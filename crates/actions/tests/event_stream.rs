use std::sync::Arc;

use facelink_actions::record::{TrackingPlayer, TrackingRecorder};
use facelink_actions::{builtin, pump, ActionBinding, ActionEngine, ActionEvent, Condition};
use facelink_common::config::EngineConfig;
use facelink_tracking_model::{
    BlendShape, FaceSnapshot, HandGesture, HandSnapshot, Handedness, TrackedHand, TrackingFrame,
};
use tokio::sync::broadcast::error::{RecvError, TryRecvError};
use tokio::sync::mpsc;

fn smile(ts: i64, value: f32) -> FaceSnapshot {
    FaceSnapshot::new(ts)
        .with_value(BlendShape::MouthSmileLeft, value)
        .with_value(BlendShape::MouthSmileRight, value)
}

fn fist(ts: i64) -> HandSnapshot {
    HandSnapshot::new(
        vec![TrackedHand::new(Handedness::Left, HandGesture::ClosedFist, 0.9)],
        ts,
    )
}

#[tokio::test]
async fn broadcast_matches_returned_events() {
    let engine = ActionEngine::new();
    engine
        .register(ActionBinding::new("smile", builtin::smile(0.6)).emit_held_events(true))
        .unwrap();
    let mut first = engine.subscribe();
    let mut second = engine.subscribe();

    let mut returned = Vec::new();
    returned.extend(engine.process_face(smile(0, 0.9)));
    returned.extend(engine.process_face(smile(33, 0.9)));
    returned.extend(engine.process_face(smile(66, 0.0)));
    assert_eq!(returned.len(), 3);

    for rx in [&mut first, &mut second] {
        let mut streamed = Vec::new();
        while let Ok(event) = rx.try_recv() {
            streamed.push(event);
        }
        assert_eq!(streamed, returned);
    }
}

#[tokio::test]
async fn late_subscriber_sees_only_new_events() {
    let engine = ActionEngine::new();
    engine
        .register(ActionBinding::new("fist", builtin::closed_fist(0.5)))
        .unwrap();
    engine.process_hand(fist(0));

    let mut rx = engine.subscribe();
    assert!(matches!(rx.try_recv(), Err(TryRecvError::Empty)));

    engine.process_hand(HandSnapshot::not_tracking(10));
    assert!(matches!(
        rx.try_recv(),
        Ok(ActionEvent::Released { .. })
    ));
}

#[tokio::test]
async fn slow_subscriber_lags_without_blocking() {
    let engine = ActionEngine::with_config(&EngineConfig { event_capacity: 2 });
    engine
        .register(ActionBinding::new("smile", builtin::smile(0.6)).emit_held_events(true))
        .unwrap();
    let mut rx = engine.subscribe();

    for ts in 0..10 {
        let events = engine.process_face(smile(ts, 0.9));
        assert_eq!(events.len(), 1);
    }

    assert!(matches!(rx.recv().await, Err(RecvError::Lagged(_))));
    match rx.recv().await {
        Ok(ActionEvent::Held { timestamp_ms, .. }) => assert_eq!(timestamp_ms, 8),
        other => panic!("unexpected {other:?}"),
    }
}

#[tokio::test]
async fn release_closes_stream_without_synthesizing_release() {
    let engine = ActionEngine::new();
    engine
        .register(ActionBinding::new("smile", builtin::smile(0.6)))
        .unwrap();
    let mut rx = engine.subscribe();
    engine.process_face(smile(0, 0.9));
    assert!(matches!(rx.recv().await, Ok(ActionEvent::Started { .. })));

    engine.release();
    assert!(matches!(rx.recv().await, Err(RecvError::Closed)));

    let mut late = engine.subscribe();
    assert!(matches!(late.recv().await, Err(RecvError::Closed)));
}

#[tokio::test]
async fn clear_does_not_synthesize_release() {
    let engine = ActionEngine::new();
    engine
        .register(ActionBinding::new("smile", builtin::smile(0.6)))
        .unwrap();
    let mut rx = engine.subscribe();
    assert_eq!(engine.process_face(smile(0, 0.9)).len(), 1);
    assert!(rx.try_recv().is_ok());

    engine.clear();
    assert!(engine.process_face(smile(10, 0.0)).is_empty());
    assert!(matches!(rx.try_recv(), Err(TryRecvError::Empty)));
}

#[test]
fn concurrent_pipelines_keep_pairs_balanced() {
    let engine = Arc::new(ActionEngine::new());
    engine
        .register(
            ActionBinding::new(
                "combo",
                Condition::all([
                    builtin::smile(0.6),
                    Condition::gesture(HandGesture::ClosedFist, 0.5),
                ]),
            )
            .debounce_ms(5),
        )
        .unwrap();
    let mut rx = engine.subscribe();

    let face_engine = engine.clone();
    let faces = std::thread::spawn(move || {
        let mut events = Vec::new();
        for i in 0..200i64 {
            let value = if (i / 7) % 2 == 0 { 0.9 } else { 0.1 };
            events.extend(face_engine.process_face(smile(i * 2, value)));
        }
        events
    });

    let hand_engine = engine.clone();
    let hands = std::thread::spawn(move || {
        let mut events = Vec::new();
        for i in 0..200i64 {
            let frame = if (i / 11) % 2 == 0 {
                fist(i * 2 + 1)
            } else {
                HandSnapshot::not_tracking(i * 2 + 1)
            };
            events.extend(hand_engine.process_hand(frame));
        }
        events
    });

    let returned = faces.join().unwrap().len() + hands.join().unwrap().len();

    let mut streamed = Vec::new();
    while let Ok(event) = rx.try_recv() {
        streamed.push(event);
    }
    assert_eq!(streamed.len(), returned);

    // The stream is in processing order: Started and Released alternate.
    let mut active = false;
    for event in &streamed {
        match event {
            ActionEvent::Started { .. } => {
                assert!(!active);
                active = true;
            }
            ActionEvent::Released { .. } => {
                assert!(active);
                active = false;
            }
            ActionEvent::Held { .. } => unreachable!(),
        }
    }
}

#[tokio::test]
async fn recorded_session_replays_into_engine() {
    let recorder = TrackingRecorder::unlimited();
    recorder.start();
    for (ts, value) in [(0, 0.9), (20, 0.9), (40, 0.1), (60, 0.9)] {
        recorder.record(&TrackingFrame::from(smile(ts, value)));
    }
    recorder.record(&TrackingFrame::from(FaceSnapshot::not_tracking(70)));
    let session = recorder.stop();
    assert_eq!(session.frame_count(), 4);

    let engine = Arc::new(ActionEngine::new());
    engine
        .register(ActionBinding::new("smile", builtin::smile(0.6)))
        .unwrap();
    let mut rx = engine.subscribe();

    let (tx, frames) = mpsc::channel(4);
    let pump = tokio::spawn(pump::pump_frames(engine.clone(), frames));
    let sent = TrackingPlayer::new(session).speed(20.0).play(tx).await;
    assert_eq!(sent, 4);
    assert_eq!(pump.await.unwrap(), 4);

    let kinds: Vec<&'static str> = std::iter::from_fn(|| rx.try_recv().ok())
        .map(|e| e.kind())
        .collect();
    assert_eq!(kinds, vec!["started", "released", "started"]);
}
....................
DESCRIPTION OF THE TASK
Could you copy out all the material word for word?

PROBLEM SOLUTION
filename crates/actions/tests/event_stream.rs
use std::sync::Arc;

use facelink_actions::record::{TrackingPlayer, TrackingRecorder};
use facelink_actions::{builtin, pump, ActionBinding, ActionEngine, ActionEvent, Condition};
use facelink_common::config::EngineConfig;
use facelink_tracking_model::{
    BlendShape, FaceSnapshot, HandGesture, HandSnapshot, Handedness, TrackedHand, TrackingFrame,
};
use tokio::sync::broadcast::error::{RecvError, TryRecvError};
use tokio::sync::mpsc;

fn smile(ts: i64, value: f32) -> FaceSnapshot {
    FaceSnapshot::new(ts)
        .with_value(BlendShape::MouthSmileLeft, value)
        .with_value(BlendShape::MouthSmileRight, value)
}

fn fist(ts: i64) -> HandSnapshot {
    HandSnapshot::new(
        vec![TrackedHand::new(Handedness::Left, HandGesture::ClosedFist, 0.9)],
        ts,
    )
}

#[tokio::test]
async fn broadcast_matches_returned_events() {
    let engine = ActionEngine::new();
    engine
        .register(ActionBinding::new("smile", builtin::smile(0.6)).emit_held_events(true))
        .unwrap();
    let mut first = engine.subscribe();
    let mut second = engine.subscribe();

    let mut returned = Vec::new();
    returned.extend(engine.process_face(smile(0, 0.9)));
    returned.extend(engine.process_face(smile(33, 0.9)));
    returned.extend(engine.process_face(smile(66, 0.0)));
    assert_eq!(returned.len(), 3);

    for rx in [&mut first, &mut second] {
        let mut streamed = Vec::new();
        while let Ok(event) = rx.try_recv() {
            streamed.push(event);
        }
        assert_eq!(streamed, returned);
    }
}

#[tokio::test]
async fn late_subscriber_sees_only_new_events() {
    let engine = ActionEngine::new();
    engine
        .register(ActionBinding::new("fist", builtin::closed_fist(0.5)))
        .unwrap();
    engine.process_hand(fist(0));

    let mut rx = engine.subscribe();
    assert!(matches!(rx.try_recv(), Err(TryRecvError::Empty)));

    engine.process_hand(HandSnapshot::not_tracking(10));
    assert!(matches!(
        rx.try_recv(),
        Ok(ActionEvent::Released { .. })
    ));
}

#[tokio::test]
async fn slow_subscriber_lags_without_blocking() {
    let engine = ActionEngine::with_config(&EngineConfig { event_capacity: 2 });
    engine
        .register(ActionBinding::new("smile", builtin::smile(0.6)).emit_held_events(true))
        .unwrap();
    let mut rx = engine.subscribe();

    for ts in 0..10 {
        let events = engine.process_face(smile(ts, 0.9));
        assert_eq!(events.len(), 1);
    }

    assert!(matches!(rx.recv().await, Err(RecvError::Lagged(_))));
    match rx.recv().await {
        Ok(ActionEvent::Held { timestamp_ms, .. }) => assert_eq!(timestamp_ms, 8),
        other => panic!("unexpected {other:?}"),
    }
}

#[tokio::test]
async fn release_closes_stream_without_synthesizing_release() {
    let engine = ActionEngine::new();
    engine
        .register(ActionBinding::new("smile", builtin::smile(0.6)))
        .unwrap();
    let mut rx = engine.subscribe();
    engine.process_face(smile(0, 0.9));
    assert!(matches!(rx.recv().await, Ok(ActionEvent::Started { .. })));

    engine.release();
    assert!(matches!(rx.recv().await, Err(RecvError::Closed)));

    let mut late = engine.subscribe();
    assert!(matches!(late.recv().await, Err(RecvError::Closed)));
}

#[tokio::test]
async fn clear_does_not_synthesize_release() {
    let engine = ActionEngine::new();
    engine
        .register(ActionBinding::new("smile", builtin::smile(0.6)))
        .unwrap();
    let mut rx = engine.subscribe();
    assert_eq!(engine.process_face(smile(0, 0.9)).len(), 1);
    assert!(rx.try_recv().is_ok());

    engine.clear();
    assert!(engine.process_face(smile(10, 0.0)).is_empty());
    assert!(matches!(rx.try_recv(), Err(TryRecvError::Empty)));
}

#[test]
fn concurrent_pipelines_keep_pairs_balanced() {
    let engine = Arc::new(ActionEngine::new());
    engine
        .register(
            ActionBinding::new(
                "combo",
                Condition::all([
                    builtin::smile(0.6),
                    Condition::gesture(HandGesture::ClosedFist, 0.5),
                ]),
            )
            .debounce_ms(5),
        )
        .unwrap();
    let mut rx = engine.subscribe();

    let face_engine = engine.clone();
    let faces = std::thread::spawn(move || {
        let mut events = Vec::new();
        for i in 0..200i64 {
            let value = if (i / 7) % 2 == 0 { 0.9 } else { 0.1 };
            events.extend(face_engine.process_face(smile(i * 2, value)));
        }
        events
    });

    let hand_engine = engine.clone();
    let hands = std::thread::spawn(move || {
        let mut events = Vec::new();
        for i in 0..200i64 {
            let frame = if (i / 11) % 2 == 0 {
                fist(i * 2 + 1)
            } else {
                HandSnapshot::not_tracking(i * 2 + 1)
            };
            events.extend(hand_engine.process_hand(frame));
        }
        events
    });

    let returned = faces.join().unwrap().len() + hands.join().unwrap().len();

    let mut streamed = Vec::new();
    while let Ok(event) = rx.try_recv() {
        streamed.push(event);
    }
    assert_eq!(streamed.len(), returned);

    // The stream is in processing order: Started and Released alternate.
    let mut active = false;
    for event in &streamed {
        match event {
            ActionEvent::Started { .. } => {
                assert!(!active);
                active = true;
            }
            ActionEvent::Released { .. } => {
                assert!(active);
                active = false;
            }
            ActionEvent::Held { .. } => unreachable!(),
        }
    }
}

#[tokio::test]
async fn recorded_session_replays_into_engine() {
    let recorder = TrackingRecorder::unlimited();
    recorder.start();
    for (ts, value) in [(0, 0.9), (20, 0.9), (40, 0.1), (60, 0.9)] {
        recorder.record(&TrackingFrame::from(smile(ts, value)));
    }
    recorder.record(&TrackingFrame::from(FaceSnapshot::not_tracking(70)));
    let session = recorder.stop();
    assert_eq!(session.frame_count(), 4);

    let engine = Arc::new(ActionEngine::new());
    engine
        .register(ActionBinding::new("smile", builtin::smile(0.6)))
        .unwrap();
    let mut rx = engine.subscribe();

    let (tx, frames) = mpsc::channel(4);
    let pump = tokio::spawn(pump::pump_frames(engine.clone(), frames));
    let sent = TrackingPlayer::new(session).speed(20.0).play(tx).await;
    assert_eq!(sent, 4);
    assert_eq!(pump.await.unwrap(), 4);

    let kinds: Vec<&'static str> = std::iter::from_fn(|| rx.try_recv().ok())
        .map(|e| e.kind())
        .collect();
    assert_eq!(kinds, vec!["started", "released", "started"]);
}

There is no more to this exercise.